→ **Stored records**

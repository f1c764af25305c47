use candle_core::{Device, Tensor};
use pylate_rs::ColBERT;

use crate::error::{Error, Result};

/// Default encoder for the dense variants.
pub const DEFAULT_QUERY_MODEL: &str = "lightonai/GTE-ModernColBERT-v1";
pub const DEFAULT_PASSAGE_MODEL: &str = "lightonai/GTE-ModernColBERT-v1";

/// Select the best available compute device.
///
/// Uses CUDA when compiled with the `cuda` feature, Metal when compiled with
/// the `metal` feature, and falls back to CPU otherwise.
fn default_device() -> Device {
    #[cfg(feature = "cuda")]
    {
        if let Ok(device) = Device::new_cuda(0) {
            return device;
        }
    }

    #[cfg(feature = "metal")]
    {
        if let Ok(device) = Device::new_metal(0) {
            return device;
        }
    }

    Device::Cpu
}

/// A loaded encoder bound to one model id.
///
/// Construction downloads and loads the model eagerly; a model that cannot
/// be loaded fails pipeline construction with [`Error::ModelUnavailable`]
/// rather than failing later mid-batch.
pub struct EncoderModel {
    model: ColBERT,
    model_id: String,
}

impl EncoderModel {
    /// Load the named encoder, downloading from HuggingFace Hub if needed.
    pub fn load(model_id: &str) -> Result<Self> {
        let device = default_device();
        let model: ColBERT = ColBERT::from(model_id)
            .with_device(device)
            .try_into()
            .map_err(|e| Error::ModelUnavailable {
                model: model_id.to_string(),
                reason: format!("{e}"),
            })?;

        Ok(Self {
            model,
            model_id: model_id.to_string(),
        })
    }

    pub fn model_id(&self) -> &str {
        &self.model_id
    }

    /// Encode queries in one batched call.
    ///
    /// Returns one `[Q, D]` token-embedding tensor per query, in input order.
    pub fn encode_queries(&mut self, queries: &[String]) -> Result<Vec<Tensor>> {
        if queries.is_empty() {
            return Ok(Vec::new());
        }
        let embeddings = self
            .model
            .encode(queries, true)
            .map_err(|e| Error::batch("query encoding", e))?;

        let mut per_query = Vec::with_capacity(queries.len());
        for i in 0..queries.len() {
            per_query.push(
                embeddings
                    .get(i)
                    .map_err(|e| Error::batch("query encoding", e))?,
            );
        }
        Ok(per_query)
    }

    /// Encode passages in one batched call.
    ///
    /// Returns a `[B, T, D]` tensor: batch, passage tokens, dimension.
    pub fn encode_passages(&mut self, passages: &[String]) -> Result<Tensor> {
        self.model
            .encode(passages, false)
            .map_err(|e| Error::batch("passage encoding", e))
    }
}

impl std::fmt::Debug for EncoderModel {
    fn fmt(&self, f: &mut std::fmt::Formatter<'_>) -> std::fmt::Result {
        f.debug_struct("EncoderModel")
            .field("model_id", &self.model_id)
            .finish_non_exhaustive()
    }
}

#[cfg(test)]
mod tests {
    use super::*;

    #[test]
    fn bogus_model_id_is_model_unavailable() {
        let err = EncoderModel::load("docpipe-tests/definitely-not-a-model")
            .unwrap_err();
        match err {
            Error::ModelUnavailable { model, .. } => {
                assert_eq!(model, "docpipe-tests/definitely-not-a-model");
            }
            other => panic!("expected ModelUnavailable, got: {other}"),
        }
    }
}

---

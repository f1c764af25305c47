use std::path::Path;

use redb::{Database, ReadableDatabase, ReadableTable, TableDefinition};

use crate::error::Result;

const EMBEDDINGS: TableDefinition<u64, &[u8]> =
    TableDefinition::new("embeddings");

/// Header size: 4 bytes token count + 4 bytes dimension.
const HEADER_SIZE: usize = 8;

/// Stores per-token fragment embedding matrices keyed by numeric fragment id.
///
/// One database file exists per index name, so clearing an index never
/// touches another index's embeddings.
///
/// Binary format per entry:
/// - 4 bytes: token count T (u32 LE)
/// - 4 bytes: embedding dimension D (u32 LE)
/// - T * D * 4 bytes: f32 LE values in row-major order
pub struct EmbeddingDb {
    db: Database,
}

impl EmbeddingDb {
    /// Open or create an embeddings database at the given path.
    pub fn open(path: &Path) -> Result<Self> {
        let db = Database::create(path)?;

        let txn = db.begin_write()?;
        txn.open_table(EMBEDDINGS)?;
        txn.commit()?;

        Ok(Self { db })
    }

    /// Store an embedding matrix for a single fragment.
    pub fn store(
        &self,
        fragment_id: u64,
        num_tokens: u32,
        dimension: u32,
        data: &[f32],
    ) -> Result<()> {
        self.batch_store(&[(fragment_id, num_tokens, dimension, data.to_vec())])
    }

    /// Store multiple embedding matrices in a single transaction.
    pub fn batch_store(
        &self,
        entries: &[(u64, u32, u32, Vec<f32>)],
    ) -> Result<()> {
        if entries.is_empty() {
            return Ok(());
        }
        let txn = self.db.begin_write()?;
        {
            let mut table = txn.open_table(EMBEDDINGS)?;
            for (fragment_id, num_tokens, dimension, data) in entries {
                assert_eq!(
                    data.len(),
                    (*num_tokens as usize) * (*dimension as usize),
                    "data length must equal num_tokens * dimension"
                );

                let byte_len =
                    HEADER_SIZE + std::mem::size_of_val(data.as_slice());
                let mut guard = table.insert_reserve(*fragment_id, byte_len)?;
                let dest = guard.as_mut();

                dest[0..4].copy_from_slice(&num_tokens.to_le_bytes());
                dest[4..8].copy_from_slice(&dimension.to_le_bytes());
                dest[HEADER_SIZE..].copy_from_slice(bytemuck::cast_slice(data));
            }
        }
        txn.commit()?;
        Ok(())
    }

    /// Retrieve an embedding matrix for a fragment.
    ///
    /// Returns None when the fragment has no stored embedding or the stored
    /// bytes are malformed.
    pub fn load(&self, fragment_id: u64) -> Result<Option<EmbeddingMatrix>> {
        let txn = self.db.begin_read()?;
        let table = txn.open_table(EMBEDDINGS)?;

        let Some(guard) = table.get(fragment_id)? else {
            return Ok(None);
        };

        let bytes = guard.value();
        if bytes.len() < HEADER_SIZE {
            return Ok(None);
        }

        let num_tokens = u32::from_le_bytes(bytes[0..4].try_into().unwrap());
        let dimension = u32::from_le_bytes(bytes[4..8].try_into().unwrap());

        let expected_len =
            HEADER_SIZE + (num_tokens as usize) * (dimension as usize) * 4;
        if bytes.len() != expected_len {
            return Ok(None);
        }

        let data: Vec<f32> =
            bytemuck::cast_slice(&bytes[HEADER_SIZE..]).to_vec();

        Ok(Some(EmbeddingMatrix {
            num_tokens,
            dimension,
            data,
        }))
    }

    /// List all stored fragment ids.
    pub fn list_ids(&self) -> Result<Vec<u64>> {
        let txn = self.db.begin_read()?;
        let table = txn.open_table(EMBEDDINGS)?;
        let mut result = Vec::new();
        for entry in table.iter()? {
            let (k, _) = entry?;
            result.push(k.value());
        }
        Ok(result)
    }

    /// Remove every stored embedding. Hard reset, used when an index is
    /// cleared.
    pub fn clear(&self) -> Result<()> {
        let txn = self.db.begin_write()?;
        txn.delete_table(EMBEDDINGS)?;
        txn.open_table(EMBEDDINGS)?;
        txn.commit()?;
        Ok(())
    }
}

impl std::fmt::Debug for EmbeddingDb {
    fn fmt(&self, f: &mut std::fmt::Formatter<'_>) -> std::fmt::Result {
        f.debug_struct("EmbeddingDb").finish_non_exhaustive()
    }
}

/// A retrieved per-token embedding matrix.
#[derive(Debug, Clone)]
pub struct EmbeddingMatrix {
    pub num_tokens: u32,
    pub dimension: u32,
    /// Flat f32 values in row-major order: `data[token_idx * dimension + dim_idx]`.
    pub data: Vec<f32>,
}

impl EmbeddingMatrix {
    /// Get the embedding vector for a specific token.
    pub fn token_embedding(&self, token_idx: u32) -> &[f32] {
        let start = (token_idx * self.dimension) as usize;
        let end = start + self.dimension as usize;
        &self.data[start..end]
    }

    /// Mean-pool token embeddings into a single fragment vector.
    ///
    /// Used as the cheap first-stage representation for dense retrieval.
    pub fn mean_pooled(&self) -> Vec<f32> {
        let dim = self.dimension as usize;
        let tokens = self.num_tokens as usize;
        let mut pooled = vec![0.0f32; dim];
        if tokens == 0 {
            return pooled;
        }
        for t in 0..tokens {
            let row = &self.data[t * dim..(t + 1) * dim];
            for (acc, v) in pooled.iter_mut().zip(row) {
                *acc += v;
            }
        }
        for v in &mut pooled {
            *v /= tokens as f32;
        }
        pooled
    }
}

→ **Task brief**
Filter these records, keeping every line where the word "tests" occurs.

→ **Solution**
mod tests {
        let err = EncoderModel::load("docpipe-tests/definitely-not-a-model")
                assert_eq!(model, "docpipe-tests/definitely-not-a-model");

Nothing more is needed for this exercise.